And so another shady arms deal is opened up for the world to see, all thanks to those "anti-Mafia prosecutors" in Italy, where they still take shady international business deals with dead seriousness.
Is it 1987 all over again? Not quite. The proceeds from the sale (a mere $6.6 million profit) would line the Italian conspirators' pockets, not fund U.S.-supported militias in another corner of the world. But the deal is of such questionable, unbelievable proportions that it's sure to reach wider than just a few Italian-Iraqi connections.

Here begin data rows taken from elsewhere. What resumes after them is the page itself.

//! Bayesian knowledge tracing with per-KC parameters fitted by grid search.

use dialogkt_abstraction::{Dialogue, KtModel, ModelError, ModelState, ModelVariant, TurnContext};
use serde::{Deserialize, Serialize};
use std::collections::BTreeMap;
use tracing::debug;

const INIT_GRID: [f64; 10] = [0.05, 0.15, 0.25, 0.35, 0.45, 0.55, 0.65, 0.75, 0.85, 0.95];
const LEARN_GRID: [f64; 6] = [0.01, 0.05, 0.1, 0.2, 0.3, 0.4];
const GUESS_GRID: [f64; 4] = [0.05, 0.1, 0.2, 0.3];
const SLIP_GRID: [f64; 4] = [0.05, 0.1, 0.2, 0.3];

const MIN_PROB: f64 = 1e-6;

/// The four classic BKT probabilities.
#[derive(Debug, Clone, Copy, PartialEq, Serialize, Deserialize)]
pub struct BktParams {
    pub init: f64,
    pub learn: f64,
    pub guess: f64,
    pub slip: f64,
}

impl Default for BktParams {
    fn default() -> Self {
        Self { init: 0.3, learn: 0.1, guess: 0.2, slip: 0.1 }
    }
}

impl BktParams {
    /// Probability of a correct answer given mastery probability `mastery`.
    #[must_use]
    pub fn correct_prob(&self, mastery: f64) -> f64 {
        mastery * (1.0 - self.slip) + (1.0 - mastery) * self.guess
    }

    /// Mastery after observing an outcome with correctness `evidence` in
    /// `[0, 1]`, followed by the learning transition. Fractional evidence
    /// mixes the correct and incorrect posteriors.
    #[must_use]
    pub fn update(&self, mastery: f64, evidence: f64) -> f64 {
        let p_correct = self.correct_prob(mastery).clamp(MIN_PROB, 1.0 - MIN_PROB);
        let if_correct = mastery * (1.0 - self.slip) / p_correct;
        let if_wrong = mastery * self.slip / (1.0 - p_correct);
        let posterior = evidence * if_correct + (1.0 - evidence) * if_wrong;
        posterior + (1.0 - posterior) * self.learn
    }

    /// Negative log-likelihood of binary outcome sequences.
    #[must_use]
    pub fn nll(&self, sequences: &[Vec<bool>]) -> f64 {
        let mut total = 0.0;
        for seq in sequences {
            let mut mastery = self.init;
            for &correct in seq {
                let p = self.correct_prob(mastery).clamp(MIN_PROB, 1.0 - MIN_PROB);
                total -= if correct { p.ln() } else { (1.0 - p).ln() };
                mastery = self.update(mastery, if correct { 1.0 } else { 0.0 });
            }
        }
        total
    }

    /// Grid point with the lowest NLL; ties keep the earliest grid point.
    #[must_use]
    pub fn fit(sequences: &[Vec<bool>]) -> Self {
        let mut best = Self::default();
        let mut best_nll = f64::INFINITY;
        for &init in &INIT_GRID {
            for &learn in &LEARN_GRID {
                for &guess in &GUESS_GRID {
                    for &slip in &SLIP_GRID {
                        let candidate = Self { init, learn, guess, slip };
                        let nll = candidate.nll(sequences);
                        if nll < best_nll {
                            best = candidate;
                            best_nll = nll;
                        }
                    }
                }
            }
        }
        best
    }
}

#[derive(Debug, Clone, Default, PartialEq, Serialize, Deserialize)]
struct BktFit {
    global: BktParams,
    per_kc: BTreeMap<String, BktParams>,
}

#[derive(Debug, Default)]
pub struct BktModel {
    fitted: BktFit,
}

impl BktModel {
    #[must_use]
    pub fn new() -> Self {
        Self::default()
    }

    /// Parameters used for `kc`; KCs unseen in training use the pooled fit.
    #[must_use]
    pub fn params_for(&self, kc: &str) -> BktParams {
        self.fitted.per_kc.get(kc).copied().unwrap_or(self.fitted.global)
    }
}

/// Per-dialogue outcome sequences for every KC, in turn order.
fn sequences_by_kc(train: &[Dialogue]) -> BTreeMap<String, Vec<Vec<bool>>> {
    let mut by_kc: BTreeMap<String, Vec<Vec<bool>>> = BTreeMap::new();
    for dialogue in train {
        let mut current: BTreeMap<&str, Vec<bool>> = BTreeMap::new();
        for turn in dialogue.turns.iter().filter(|t| t.is_scored()) {
            let Some(correct) = turn.correct else { continue };
            for kc in &turn.kcs {
                current.entry(kc.as_str()).or_default().push(correct);
            }
        }
        for (kc, seq) in current {
            by_kc.entry(kc.to_string()).or_default().push(seq);
        }
    }
    by_kc
}

impl KtModel for BktModel {
    fn variant(&self) -> ModelVariant {
        ModelVariant::Bkt
    }

    fn fit(&mut self, train: &[Dialogue]) -> Result<(), ModelError> {
        let by_kc = sequences_by_kc(train);
        let pooled: Vec<Vec<bool>> = by_kc.values().flatten().cloned().collect();
        let global = if pooled.is_empty() { BktParams::default() } else { BktParams::fit(&pooled) };
        let per_kc = by_kc.iter().map(|(kc, seqs)| (kc.clone(), BktParams::fit(seqs))).collect();
        debug!(kcs = by_kc.len(), ?global, "Fitted BKT parameters");
        self.fitted = BktFit { global, per_kc };
        Ok(())
    }

    fn predict(&self, context: &TurnContext, kcs: &[String]) -> Result<Vec<f64>, ModelError> {
        Ok(kcs
            .iter()
            .map(|kc| {
                let params = self.params_for(kc);
                let mastery = context.evidence_for(kc).fold(params.init, |m, e| params.update(m, e));
                params.correct_prob(mastery)
            })
            .collect())
    }

    fn save_state(&self) -> Result<ModelState, ModelError> {
        let mut state = ModelState::new(ModelVariant::Bkt);
        state.extra = serde_json::to_value(&self.fitted).map_err(|e| ModelError::State(e.to_string()))?;
        Ok(state)
    }

    fn load_state(&mut self, state: &ModelState) -> Result<(), ModelError> {
        state.expect_variant(ModelVariant::Bkt)?;
        self.fitted = serde_json::from_value(state.extra.clone()).map_err(|e| ModelError::State(e.to_string()))?;
        Ok(())
    }
}

#[cfg(test)]
mod tests {
    use super::*;
    use approx::assert_relative_eq;
    use dialogkt_abstraction::{ObservedTurn, Turn};

    fn dialogue(id: &str, outcomes: &[(&str, bool)]) -> Dialogue {
        Dialogue {
            id: id.into(),
            subject: None,
            turns: outcomes
                .iter()
                .map(|(kc, correct)| Turn {
                    speaker: "student".to_string(),
                    text: String::new(),
                    correct: Some(*correct),
                    kcs: vec![(*kc).to_string()],
                })
                .collect(),
        }
    }

    #[test]
    fn test_update_moves_mastery_toward_evidence() {
        let p = BktParams::default();
        assert!(p.update(0.5, 1.0) > 0.5);
        assert!(p.update(0.5, 0.0) < p.update(0.5, 1.0));
        let soft = p.update(0.5, 0.5);
        assert!(soft > p.update(0.5, 0.0) && soft < p.update(0.5, 1.0));
    }

    #[test]
    fn test_fit_prefers_high_init_for_always_correct_kc() {
        let seqs = vec![vec![true; 6]; 4];
        let fitted = BktParams::fit(&seqs);
        assert!(fitted.init >= 0.85, "{fitted:?}");
        assert!(fitted.nll(&seqs) <= BktParams::default().nll(&seqs));
    }

    #[test]
    fn test_unseen_kc_uses_global_params() {
        let mut model = BktModel::new();
        model
            .fit(&[dialogue("d1", &[("a", true), ("a", true), ("b", false)]), dialogue("d2", &[("a", true)])])
            .unwrap();
        assert_eq!(model.params_for("zzz"), model.fitted.global);
        assert_ne!(model.params_for("a"), model.params_for("b"));
    }

    #[test]
    fn test_predict_conditions_on_evidence() {
        let model = BktModel::new();
        let mut ctx = TurnContext::new("d".into());
        let kcs = vec!["a".to_string()];
        let prior = model.predict(&ctx, &kcs).unwrap()[0];
        assert_relative_eq!(prior, BktParams::default().correct_prob(0.3), epsilon = 1e-12);

        ctx.history.push(ObservedTurn { speaker: "s".into(), text: String::new(), kcs: kcs.clone(), evidence: Some(1.0) });
        assert!(model.predict(&ctx, &kcs).unwrap()[0] > prior);
    }

    #[test]
    fn test_state_round_trip() {
        let mut model = BktModel::new();
        model.fit(&[dialogue("d1", &[("a", false), ("a", true), ("a", true)])]).unwrap();
        let state = model.save_state().unwrap();
        let mut restored = BktModel::new();
        restored.load_state(&state).unwrap();
        assert_eq!(restored.fitted, model.fitted);
    }
}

The U.S. command in Iraq denies involvement, despite this:
Investigators say the prospect of an Iraq deal was raised last November, when an Iraqi-owned trading firm e-mailed Massimo Bettinotti, 39, owner of the Malta-based MIR Ltd., about whether MIR could supply 100,000 AK-47 assault rifles and 10,000 machine guns "to the Iraqi Interior Ministry," adding that "this deal is approved by America and Iraq."
The results of a few sinister Iraqi politicos or a wider scandal involving Russia (the Iraqis insisted on Russian-made, as opposed to Chinese-made, assault rifles) and other countries? The question is: Where did the $40 million come from to make the purchase? U.S. taxpayers? Oil revenue? It sort of makes the Oil-for-Food scandal relatively toothless.